Is a child with IBD more at risk for MIS-C?
There is still more to learn about COVID-19, MIS-C, and its effect on children, however current cases have not been limited to children with underlying chronic conditions. There is no evidence to suggest that children with Crohn’s disease or ulcerative colitis are at higher risk of SARS-CoV-2-associated MIS-C, however, parents and caregivers of children with IBD should continue to follow CDC guidelines to limit risk of exposure to SARS-CoV-2.
How can I tell the difference between MIS-C and IBD symptoms?
The symptoms of IBD may include diarrhea, abdominal pain, and vomiting, which are similar to the symptoms observed among patients with MIS-C. Although this can add a level of uncertainty as you adjust to managing your child’s health during this time, you should always seek the advice and recommendations of your healthcare team. Make note of any changes in your child’s symptoms, including the presence of a persistent fever, or changes in their gastrointestinal (GI) symptoms and contact your child’s doctor immediately.
What should I do if I suspect my child has MIS-C?
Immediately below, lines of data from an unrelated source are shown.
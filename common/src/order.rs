//! Order types, the order state machine and ownership certificates.

use crate::{
    checked_price, CertificateId, EstateError, LedgerTxId, OrderId, PropertyId, UnknownVariant,
    UserId,
};
use chrono::{DateTime, Utc};
use rust_decimal::Decimal;
use serde::{Deserialize, Serialize};

/// Order status representing the purchase lifecycle.
#[derive(Debug, Clone, Copy, PartialEq, Eq, Hash, Serialize, Deserialize)]
#[serde(rename_all = "SCREAMING_SNAKE_CASE")]
pub enum OrderStatus {
    /// Order created, awaiting payment.
    Pending,
    /// Payment received. Never persists past a settlement transaction.
    Paid,
    /// Tokens transferred and certificate generated.
    Issued,
}

impl OrderStatus {
    /// Check if this is a final state.
    pub fn is_final(&self) -> bool {
        matches!(self, OrderStatus::Issued)
    }

    /// Get valid next states from current state.
    pub fn valid_transitions(&self) -> &[OrderStatus] {
        match self {
            OrderStatus::Pending => &[OrderStatus::Paid, OrderStatus::Issued],
            OrderStatus::Paid => &[OrderStatus::Issued],
            OrderStatus::Issued => &[],
        }
    }

    /// Check if transition to given state is valid.
    pub fn can_transition_to(&self, next: OrderStatus) -> bool {
        self.valid_transitions().contains(&next)
    }

    /// Storage representation.
    pub fn as_str(&self) -> &'static str {
        match self {
            OrderStatus::Pending => "PENDING",
            OrderStatus::Paid => "PAID",
            OrderStatus::Issued => "ISSUED",
        }
    }
}

impl std::str::FromStr for OrderStatus {
    type Err = UnknownVariant;

    fn from_str(s: &str) -> Result<Self, Self::Err> {
        match s {
            "PENDING" => Ok(OrderStatus::Pending),
            "PAID" => Ok(OrderStatus::Paid),
            "ISSUED" => Ok(OrderStatus::Issued),
            other => Err(UnknownVariant::new("OrderStatus", other)),
        }
    }
}

/// A request to buy tokens of one property.
#[derive(Debug, Clone, PartialEq, Serialize, Deserialize)]
pub struct Order {
    pub id: OrderId,
    pub user_id: UserId,
    pub property_id: PropertyId,
    /// Requested token count, always positive.
    pub tokens: i64,
    /// `tokens * token_price` at creation time. Immutable.
    pub amount: Decimal,
    pub status: OrderStatus,
    /// Payment reference supplied by the payment flow.
    pub transaction_hash: Option<String>,
    /// Ledger receipt of the on-chain mint for this order.
    pub ledger_tx_id: Option<LedgerTxId>,
    pub created_at: DateTime<Utc>,
    pub updated_at: DateTime<Utc>,
}

impl Order {
    /// Create a pending order priced at `token_price`.
    pub fn new(
        user_id: UserId,
        property_id: PropertyId,
        tokens: i64,
        token_price: Decimal,
    ) -> Result<Self, EstateError> {
        let amount = checked_price(token_price, tokens)?;
        let now = Utc::now();
        Ok(Self {
            id: OrderId::new(),
            user_id,
            property_id,
            tokens,
            amount,
            status: OrderStatus::Pending,
            transaction_hash: None,
            ledger_tx_id: None,
            created_at: now,
            updated_at: now,
        })
    }

    /// Transition to a new status.
    pub fn transition_to(&mut self, new_status: OrderStatus) -> Result<(), InvalidTransition> {
        if !self.status.can_transition_to(new_status) {
            return Err(InvalidTransition {
                from: self.status,
                to: new_status,
            });
        }

        self.status = new_status;
        self.updated_at = Utc::now();
        Ok(())
    }

    pub fn is_issued(&self) -> bool {
        self.status == OrderStatus::Issued
    }
}

/// Error when attempting invalid state transition.
#[derive(Debug, Clone)]
pub struct InvalidTransition {
    pub from: OrderStatus,
    pub to: OrderStatus,
}

impl std::fmt::Display for InvalidTransition {
    fn fmt(&self, f: &mut std::fmt::Formatter<'_>) -> std::fmt::Result {
        write!(
            f,
            "Invalid order transition from {:?} to {:?}",
            self.from, self.to
        )
    }
}

impl std::error::Error for InvalidTransition {}

impl From<InvalidTransition> for crate::EstateError {
    fn from(err: InvalidTransition) -> Self {
        crate::EstateError::Internal(err.to_string())
    }
}

/// Ownership certificate generated once per issued order.
#[derive(Debug, Clone, PartialEq, Serialize, Deserialize)]
pub struct Certificate {
    pub id: CertificateId,
    pub order_id: OrderId,
    pub user_id: UserId,
    pub property_id: PropertyId,
    pub tokens: i64,
    /// Unique human-readable code printed on the certificate.
    pub code: String,
    /// Ledger receipt of the deed issued for this certificate.
    pub ledger_tx_id: Option<LedgerTxId>,
    pub issued_at: DateTime<Utc>,
}

impl Certificate {
    /// Create the certificate for an issued order.
    pub fn for_order(order: &Order, code: impl Into<String>) -> Self {
        Self {
            id: CertificateId::new(),
            order_id: order.id,
            user_id: order.user_id,
            property_id: order.property_id,
            tokens: order.tokens,
            code: code.into(),
            ledger_tx_id: None,
            issued_at: Utc::now(),
        }
    }
}
//! HTTP client for the ledger gateway.
//!
//! The gateway exposes one endpoint, `POST {base}/api/v1/transactions`,
//! taking `{contract, function, args}` and answering `{txId}` once the
//! transaction is committed on the ledger.

use std::time::Duration;

use async_trait::async_trait;
use propledger_common::LedgerTxId;
use reqwest::StatusCode;
use serde::{Deserialize, Serialize};
use tracing::{debug, instrument, warn};

use crate::client::{LedgerClient, TxReceipt};
use crate::error::{ChainError, ChainResult};

/// Gateway connection settings.
#[derive(Debug, Clone)]
pub struct GatewayConfig {
    /// Base URL of the gateway.
    pub gateway_url: String,
    /// Per-submission timeout.
    pub request_timeout: Duration,
    /// Bearer token, if the gateway requires one.
    pub api_key: Option<String>,
}

impl Default for GatewayConfig {
    fn default() -> Self {
        Self {
            gateway_url: "http://localhost:8801".to_string(),
            request_timeout: Duration::from_secs(30),
            api_key: None,
        }
    }
}

impl GatewayConfig {
    /// Load configuration from environment variables.
    pub fn from_env() -> Self {
        let mut config = Self::default();

        if let Ok(url) = std::env::var("LEDGER_GATEWAY_URL") {
            config.gateway_url = url;
        }

        if let Ok(secs) = std::env::var("LEDGER_TIMEOUT_SECS") {
            if let Ok(secs) = secs.parse() {
                config.request_timeout = Duration::from_secs(secs);
            }
        }

        if let Ok(key) = std::env::var("LEDGER_API_KEY") {
            config.api_key = Some(key);
        }

        config
    }

    pub fn validate(&self) -> Result<(), String> {
        if self.gateway_url.is_empty() {
            return Err("Ledger gateway URL cannot be empty".to_string());
        }

        if !self.gateway_url.starts_with("http://") && !self.gateway_url.starts_with("https://") {
            return Err(format!("Ledger gateway URL must be http(s): {}", self.gateway_url));
        }

        if self.request_timeout.is_zero() {
            return Err("Ledger request timeout cannot be zero".to_string());
        }

        Ok(())
    }

    fn transactions_url(&self) -> String {
        format!("{}/api/v1/transactions", self.gateway_url.trim_end_matches('/'))
    }
}

#[derive(Debug, Serialize)]
struct SubmitRequest<'a> {
    contract: &'a str,
    function: &'a str,
    args: &'a [String],
}

#[derive(Debug, Deserialize)]
struct SubmitResponse {
    #[serde(rename = "txId", alias = "tx_id")]
    tx_id: String,
}

#[derive(Debug, Default, Deserialize)]
#[serde(default)]
struct GatewayErrorBody {
    code: Option<String>,
    #[serde(alias = "error")]
    message: Option<String>,
    #[serde(rename = "txId", alias = "tx_id")]
    tx_id: Option<String>,
}

/// [`LedgerClient`] that talks to the gateway over HTTP.
pub struct GatewayLedgerClient {
    client: reqwest::Client,
    config: GatewayConfig,
}

impl GatewayLedgerClient {
    pub fn new(config: GatewayConfig) -> ChainResult<Self> {
        config.validate().map_err(ChainError::Configuration)?;

        let client = reqwest::Client::builder()
            .timeout(config.request_timeout)
            .build()
            .map_err(|e| ChainError::Configuration(e.to_string()))?;

        Ok(Self { client, config })
    }

    pub fn config(&self) -> &GatewayConfig {
        &self.config
    }
}

#[async_trait]
impl LedgerClient for GatewayLedgerClient {
    #[instrument(skip(self, args), fields(arg_count = args.len()))]
    async fn submit(&self, contract: &str, function: &str, args: Vec<String>) -> ChainResult<TxReceipt> {
        let body = SubmitRequest {
            contract,
            function,
            args: &args,
        };

        let mut request = self.client.post(self.config.transactions_url()).json(&body);
        if let Some(key) = &self.config.api_key {
            request = request.bearer_auth(key);
        }

        let response = request.send().await.map_err(transport_error)?;
        let status = response.status();

        if status.is_success() {
            let parsed: SubmitResponse = response
                .json()
                .await
                .map_err(|e| ChainError::InvalidResponse(e.to_string()))?;

            debug!(tx_id = %parsed.tx_id, "Ledger accepted submission");
            return Ok(TxReceipt {
                tx_id: LedgerTxId::new(parsed.tx_id),
                contract: contract.to_string(),
                function: function.to_string(),
            });
        }

        let text = response.text().await.map_err(transport_error)?;
        let error = classify_rejection(status, &text);
        warn!(status = status.as_u16(), error = %error, "Ledger rejected submission");
        Err(error)
    }
}

fn transport_error(err: reqwest::Error) -> ChainError {
    if err.is_timeout() {
        ChainError::Timeout(err.to_string())
    } else {
        ChainError::Network(err.to_string())
    }
}

/// Map a non-success gateway response onto the error taxonomy.
fn classify_rejection(status: StatusCode, text: &str) -> ChainError {
    let body: GatewayErrorBody = serde_json::from_str(text).unwrap_or_default();
    let code = body
        .code
        .unwrap_or_else(|| status.canonical_reason().unwrap_or("UNKNOWN").to_string());
    let message = body.message.unwrap_or_else(|| text.to_string());

    if status == StatusCode::CONFLICT || mentions_already_exists(&code) || mentions_already_exists(&message) {
        return ChainError::AlreadyExists {
            message: format!("{}: {}", code, message),
            tx_id: body.tx_id,
        };
    }

    if status.is_server_error() && status != StatusCode::INTERNAL_SERVER_ERROR {
        return ChainError::Network(format!("gateway returned {}: {}", status.as_u16(), message));
    }

    ChainError::Rejected { code, message }
}

fn mentions_already_exists(text: &str) -> bool {
    let lower = text.to_ascii_lowercase();
    lower.contains("already exists") || lower.contains("already_exists")
}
Contact your child’s healthcare team immediately if you suspect your child has MIS-C. Your doctor and healthcare team may conduct a screening (series of questions) to help assess your child’s health and recommend next steps. Depending on your child’s individual situation, your doctor may advise a visit with your child's healthcare team, testing, or going to the emergency department. If your child is experiencing serious illness, seek attention from your nearest emergency department immediately. Call 911 if your child is experiencing the following symptoms:
- Difficulty breathing
- Chest pain
- Extreme lethargy (lack of energy)
- Altered mental status (confusion, delayed response)
- Concern for dehydration
How is MIS-C treated?
In reported cases, MIS-C has shown a resemblance to Kawasaki disease and toxic shock syndrome, and as such, may be treated similarly. However, this may change as more is learned; it's especially important to talk to your doctor about a thorough screening and examination to ensure the best treatment approach for your child.
Kawasaki disease is initially treated at the hospital due to potential complications, and can include:
- Intravenous immunoglobulin (a type of protein)
- High dose aspirin (under the supervision of the medical team)
- In cases where these medications above are ineffective, children may be given steroids, or other immunosuppressing medication. The medication options will depend on their response to the intravenous immunoglobulin and other individual factors.3
Treatment for toxic shock syndrome includes antibiotics. Other medications may be used to manage the effects of this condition on the body.
Children may need to stay at the hospital for a few days, to weeks depending on their health status. Their care may include a multi-disciplinary team, including pediatricians and gastroenterologists, infectious disease specialists, cardiologists, and others depending on any specific health concerns.
Be sure to let any treating physician and hospital care team know the IBD medications, nutritional supplementation, or other medications (and doses) that your child may be taking.